Шрифт:
Интервал:
Закладка:
Мямлю «данезачто» и шаркаю кедами по кафелю. Ого, первый раз обратил внимание: исцарапанные, убитые в хлам.
Снова молчание.
Глухой перестук льдинок в стаканчике.
Писк резиновых подошв по полу.
– Тебе очень больно? – спрашиваю, не поднимая взгляда.
– Нет, уже лучше. Этот чертов кашель пока никуда не делся, но лучше…
Киваю.
– Наверное, я с этой пневмонией проходил несколько недель. Прикинь? Потом у меня случилась та лихорадка и… проклятье, я чуть не помер. Думал, мне каюк, приятель.
Перестаю елозить ногами, но взгляд по-прежнему в пол.
– Странно как… Живешь и знаешь, что однажды это случится. Но никогда по-настоящему не думаешь об этом. А потом что-то случается – хрясь, и… не знаю, весь мир переворачивается.
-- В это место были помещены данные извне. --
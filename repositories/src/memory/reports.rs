use super::paginate;
use engine::{Page, QueryOpts};
use error_stack::Report as ErrorReport;
use reports_core::ReportRepository;
use reports_core::model::{Report, ReportStatus};
use reports_core::result::{RepoResult, ReportRepoError};
use std::collections::BTreeMap;
use std::sync::Arc;
use tokio::sync::RwLock;

/// Reports keyed by the id they were written under.
#[derive(Debug, Clone, Default)]
pub struct MemoryReportRepo {
    reports: Arc<RwLock<BTreeMap<String, Report>>>,
}

fn sort_field<'a>(report: &'a Report, field: &str) -> Option<&'a str> {
    match field {
        "id" => Some(report.id.as_str()),
        "type" => Some(report.kind.as_str()),
        "type_id" => Some(report.type_id.as_str()),
        "reason" => Some(report.reason.as_str()),
        "status" => Some(report.status.as_str()),
        "creator_id" => Some(report.creator_id.as_str()),
        _ => None,
    }
}

fn not_found(id: &str) -> ErrorReport<ReportRepoError> {
    ErrorReport::new(ReportRepoError::NotFound).attach(format!("report '{id}'"))
}

impl MemoryReportRepo {
    async fn find_page<F>(&self, opts: QueryOpts, filter: F) -> Page<Report>
    where
        F: Fn(&Report) -> bool,
    {
        let reports = self
            .reports
            .read()
            .await
            .values()
            .filter(|r| filter(r))
            .cloned()
            .collect();

        paginate(reports, &opts, sort_field)
    }
}

impl ReportRepository for MemoryReportRepo {
    async fn create(&self, report: Report) -> RepoResult<()> {
        let mut reports = self.reports.write().await;
        if reports.contains_key(&report.id) {
            return Err(ErrorReport::new(ReportRepoError::Create)
                .attach(format!("report '{}' already exists", report.id)));
        }

        reports.insert(report.id.clone(), report);
        Ok(())
    }

    async fn get(&self, opts: QueryOpts) -> RepoResult<Page<Report>> {
        Ok(self.find_page(opts, |_| true).await)
    }

    async fn get_by_id(&self, id: String) -> RepoResult<Report> {
        self.reports
            .read()
            .await
            .get(&id)
            .cloned()
            .ok_or_else(|| not_found(&id))
    }

    async fn get_all_by_status_completed(&self, opts: QueryOpts) -> RepoResult<Page<Report>> {
        Ok(self
            .find_page(opts, |r| r.has_status(ReportStatus::Completed))
            .await)
    }

    async fn get_all_by_status_pending(&self, opts: QueryOpts) -> RepoResult<Page<Report>> {
        Ok(self
            .find_page(opts, |r| r.has_status(ReportStatus::Pending))
            .await)
    }

    async fn update(&self, report: Report, id: String) -> RepoResult<()> {
        let mut reports = self.reports.write().await;
        match reports.get_mut(&id) {
            Some(stored) => {
                *stored = report;
                Ok(())
            }
            None => Err(not_found(&id)),
        }
    }

    async fn delete(&self, id: String) -> RepoResult<()> {
        self.reports
            .write()
            .await
            .remove(&id)
            .map(|_| ())
            .ok_or_else(|| not_found(&id))
    }
}
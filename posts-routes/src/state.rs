use crate::service::PostService;
use axum::extract::FromRef;
use metrics_exporter_prometheus::PrometheusHandle;
use posts_core::PostEngine;

#[derive(Clone)]
pub struct PostAppState<T: PostEngine> {
    pub service: PostService<T>,
    pub metrics: Option<PrometheusHandle>,
}

impl<T: PostEngine> PostAppState<T> {
    pub fn new(engine: T, metrics: Option<PrometheusHandle>) -> Self {
        Self {
            service: PostService::new(engine),
            metrics,
        }
    }
}

impl<T: PostEngine> FromRef<PostAppState<T>> for PostService<T> {
    fn from_ref(input: &PostAppState<T>) -> Self {
        input.service.clone()
    }
}
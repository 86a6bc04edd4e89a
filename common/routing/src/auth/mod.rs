pub mod claims;
pub mod oauth;
pub mod token;
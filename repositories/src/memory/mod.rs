//! Process-local repositories. Everything is lost on restart; used when no database is
//! configured and in tests.
use engine::{Page, QueryOpts, SortOrder};

mod posts;
mod reports;

pub use posts::MemoryPostRepo;
pub use reports::MemoryReportRepo;

/// Orders `items` by the requested field, then cuts out the requested page.
/// Unknown sort fields keep key order.
fn paginate<T, F>(mut items: Vec<T>, opts: &QueryOpts, field: F) -> Page<T>
where
    F: for<'a> Fn(&'a T, &str) -> Option<&'a str>,
{
    let sort_by = opts
        .sort_by
        .as_deref()
        .filter(|sort_by| items.iter().any(|item| field(item, sort_by).is_some()));

    if let Some(sort_by) = sort_by {
        items.sort_by(|a, b| field(a, sort_by).cmp(&field(b, sort_by)));
        if opts.order.unwrap_or(SortOrder::Desc) == SortOrder::Desc {
            items.reverse();
        }
    }

    let total = items.len() as u64;
    let items = items
        .into_iter()
        .skip(usize::try_from(opts.offset()).unwrap_or(usize::MAX))
        .take(usize::try_from(opts.limit()).unwrap_or(usize::MAX))
        .collect();

    Page::new(items, total, opts)
}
Вверх тормашками…
Поднимаю взгляд. Его глаза – не растерянные, не подернутые плотной дымкой гнева. Нет, они на самом деле искрятся. Я его вижу. Впервые снова вижу его: моего папу.
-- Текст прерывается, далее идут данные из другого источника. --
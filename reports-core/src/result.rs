use error_stack::Report;

pub type RepoResult<T> = Result<T, Report<ReportRepoError>>;

#[derive(Debug, thiserror::Error)]
pub enum ReportRepoError {
    #[error("failed to get report")]
    Get,
    #[error("failed to list reports")]
    List,
    #[error("failed to create report")]
    Create,
    #[error("failed to update report")]
    Update,
    #[error("failed to delete report")]
    Delete,
    #[error("no report exists with the given id")]
    NotFound,
}
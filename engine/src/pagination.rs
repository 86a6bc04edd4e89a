use serde::{Deserialize, Serialize};
use utoipa::{IntoParams, ToSchema};

pub const DEFAULT_PAGE_SIZE: i64 = 25;

const fn default_page() -> i64 {
    1
}

const fn default_size() -> i64 {
    DEFAULT_PAGE_SIZE
}

#[derive(Debug, Clone, Copy, Serialize, Deserialize, ToSchema, PartialEq, Eq)]
#[serde(rename_all = "lowercase")]
pub enum SortOrder {
    Asc,
    Desc,
}

/// Paging and ordering for list queries.
///
/// `page` is 1-based. Values are signed on purpose: range checks belong to whoever
/// consumes the options, not to deserialization, so a `page=0` or `size=-1` request
/// reaches the layer that reports it.
#[derive(Debug, Clone, Deserialize, ToSchema, IntoParams, PartialEq, Eq)]
#[into_params(parameter_in = Query)]
pub struct QueryOpts {
    /// The page to start the listing with, starting at 1
    #[serde(default = "default_page")]
    pub page: i64,
    /// The max number of items to return
    #[serde(default = "default_size")]
    pub size: i64,
    /// Field to order the results by
    pub sort_by: Option<String>,
    /// Direction of the ordering, defaults to descending when `sort_by` is given
    pub order: Option<SortOrder>,
}

impl Default for QueryOpts {
    fn default() -> Self {
        Self {
            page: default_page(),
            size: default_size(),
            sort_by: None,
            order: None,
        }
    }
}

impl QueryOpts {
    pub fn with_default_size(page: i64) -> Self {
        Self {
            page,
            ..Default::default()
        }
    }

    pub fn with_size(page: i64, size: i64) -> Self {
        Self {
            page,
            size,
            ..Default::default()
        }
    }

    pub fn sorted_by(mut self, field: impl Into<String>, order: SortOrder) -> Self {
        self.sort_by = Some(field.into());
        self.order = Some(order);
        self
    }

    /// Number of items to skip to reach `page`. Pages below 1 are treated as the first page.
    pub fn offset(&self) -> u64 {
        let page = self.page.max(1) as u64 - 1;
        page.saturating_mul(self.limit())
    }

    /// Page size clamped to zero.
    pub fn limit(&self) -> u64 {
        self.size.max(0) as u64
    }
}

/// One page of a listing, along with the total number of matching items.
#[derive(Debug, Clone, Serialize, Deserialize, ToSchema, PartialEq, Eq)]
pub struct Page<T> {
    pub items: Vec<T>,
    pub total: u64,
    pub page: i64,
    pub size: i64,
}

impl<T> Page<T> {
    pub fn new(items: Vec<T>, total: u64, opts: &QueryOpts) -> Self {
        Self {
            items,
            total,
            page: opts.page,
            size: opts.size,
        }
    }

    pub fn empty(opts: &QueryOpts) -> Self {
        Self::new(Vec::new(), 0, opts)
    }

    pub fn is_empty(&self) -> bool {
        self.items.is_empty()
    }

    pub fn map<U>(self, f: impl FnMut(T) -> U) -> Page<U> {
        Page {
            items: self.items.into_iter().map(f).collect(),
            total: self.total,
            page: self.page,
            size: self.size,
        }
    }
}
– Знаешь, ко мне в бреду приходила мама, – говорит он.
– Правда?
– О да. Ох и ругала же она меня! Всегда умела поставить на место, – смеется и отворачивается к окну, вытирая глаза. – Я скучаю по ней… боже, как я скучаю… В общем, мне еще должны сделать какие-то анализы, но я выкарабкаюсь, сынок. Когда мне станет лучше и я выйду отсюда, все будет иначе. Не буду ни пить, ни курить, найду работу… в общем, считай, я – другой человек.
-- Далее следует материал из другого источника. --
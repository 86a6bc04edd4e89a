use super::paginate;
use engine::{Page, QueryOpts};
use error_stack::Report;
use posts_core::PostRepository;
use posts_core::model::{Post, PostQueryStyle};
use posts_core::result::{OptRepoResult, PostRepoError, RepoResult};
use std::collections::BTreeMap;
use std::sync::Arc;
use tokio::sync::RwLock;
use tracing::debug;

#[derive(Debug, Clone, Default)]
pub struct MemoryPostRepo {
    posts: Arc<RwLock<BTreeMap<String, Post>>>,
}

fn sort_field<'a>(post: &'a Post, field: &str) -> Option<&'a str> {
    match field {
        "id" => Some(post.id.as_str()),
        "creator_id" => Some(post.creator_id.as_str()),
        "content" => Some(post.content.as_str()),
        "category_id" => post.category_id.as_deref(),
        _ => None,
    }
}

impl MemoryPostRepo {
    async fn find_page<F>(&self, opts: QueryOpts, filter: F) -> Page<Post>
    where
        F: Fn(&Post) -> bool,
    {
        let posts = self
            .posts
            .read()
            .await
            .values()
            .filter(|p| filter(p))
            .cloned()
            .collect();

        paginate(posts, &opts, sort_field)
    }

    async fn replace(&self, id: String, post: Post) -> RepoResult<()> {
        let mut posts = self.posts.write().await;
        match posts.get_mut(&id) {
            Some(stored) => {
                *stored = post;
                Ok(())
            }
            None => Err(Report::new(PostRepoError::Update)
                .attach(format!("post '{id}' does not exist"))),
        }
    }
}

impl PostRepository for MemoryPostRepo {
    async fn list(&self, opts: QueryOpts) -> RepoResult<Page<Post>> {
        Ok(self.find_page(opts, |_| true).await)
    }

    async fn create(&self, post: Post) -> RepoResult<()> {
        let mut posts = self.posts.write().await;
        if posts.contains_key(&post.id) {
            return Err(Report::new(PostRepoError::Create)
                .attach(format!("post '{}' already exists", post.id)));
        }

        debug!("storing post '{}'", post.id);
        posts.insert(post.id.clone(), post);
        Ok(())
    }

    async fn delete(&self, id: String) -> OptRepoResult<()> {
        Ok(self.posts.write().await.remove(&id).map(|_| ()))
    }

    async fn get_detail(&self, id: String) -> OptRepoResult<Post> {
        Ok(self.posts.read().await.get(&id).cloned())
    }

    async fn get_by_uid(
        &self,
        uid: String,
        opts: QueryOpts,
        style: PostQueryStyle,
    ) -> RepoResult<Page<Post>> {
        let page = match style {
            PostQueryStyle::Authored => self.find_page(opts, |p| p.creator_id == uid).await,
            PostQueryStyle::Interacted => {
                self.find_page(opts, |p| {
                    p.like.contains(&uid) || p.share.contains(&uid) || p.mention.contains(&uid)
                })
                .await
            }
        };
        Ok(page)
    }

    async fn get_other(&self, uid: String, opts: QueryOpts) -> RepoResult<Page<Post>> {
        Ok(self.find_page(opts, |p| p.creator_id == uid).await)
    }

    async fn get_by_category(
        &self,
        category_id: String,
        opts: QueryOpts,
    ) -> RepoResult<Page<Post>> {
        Ok(self
            .find_page(opts, |p| p.category_id.as_deref() == Some(category_id.as_str()))
            .await)
    }

    async fn update(&self, post: Post) -> RepoResult<()> {
        self.replace(post.id.clone(), post).await
    }

    async fn update_post_comment(&self, id: String, post: Post) -> RepoResult<()> {
        self.replace(id, post).await
    }
}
Хех. Что-то я в этом не уверен… Он берет меня за руки. Я отшатываюсь, потому что… ну, это же он берет меня за руки, но папа только крепче сжимает мои пальцы.
– И ты, – добавляет он.
– Что?
– Извини, если я когда-нибудь… – Начинает плакать. По-настоящему. – Не знаю, как сказать. Наверное, какая-то часть меня умерла в тот день вместе с твоей матерью. Я больше никогда не позволял себе любить. Наверное, я никогда не позволял себе любить тебя.
Ничего себе откровения.
– Спасибо, – говорю.
– За что?
– За правду…
– Но ведь никогда не поздно начать, да?
– Да, наверное…
– Доктор Эвелин вчера приходила.
– Неужели? Я не слышал…
– Ты спал как убитый. Не хотел тебя тревожить.
– Что сказала?
– Что ты вылечился… ну, в смысле, исцелился.
– Она… рассказала, как я это сделал?
– А? Нет. В смысле – как? Она хочет поговорить с тобой об этом, но больше ничего.
– А, ну, тогда…
– Ты это сделал, приятель! Я очень горжусь тобой. Я знал, что ты избавишься от этой внутренней болячки. Как я от своей. И теперь, когда ты исцелился, мы, возможно, сможем по-настоящему общаться как отец и сын. Не на озере. И больше не думая обо всем этом дерьме, понимаешь?
– О… да… верно…
– Сможем снова быть семьей, – продолжает он. – Ты и я. И съездить посмотреть Арку, и игру «Кардиналов», а может, даже смотаться на машине в Брэнсон, и…
– Угу…
Папа не останавливается, но я не слышу. Что-то происходит: линолеум плавится, мое тело вздрагивает. В сущности, не уверен, но кажется, то хищное создание, которое я видел в зеркале в баре, молотит изнутри кулаками по моей реберной клетке, вопя и требуя, чтобы его выпустили. Я должен сказать правду. Нет. Мне необходимо сказать.
– Пап, нет…
– Что?
– В смысле… как бы сказать-то…
Я смотрю на него. Такого счастливого от моего исцеления, такого гордого, потому что я снова его сын. Не знаю… Словно, когда он впервые отправил меня к доктору Эвелин, во мне проросло это злое семя. И как бы усердно я ни старался его игнорировать, сорняк живет и разрастается. Может, я никогда не смогу извести его… а может, сумею лишь чуточку приструнить… или… может, он вообще перестанет расти, если я…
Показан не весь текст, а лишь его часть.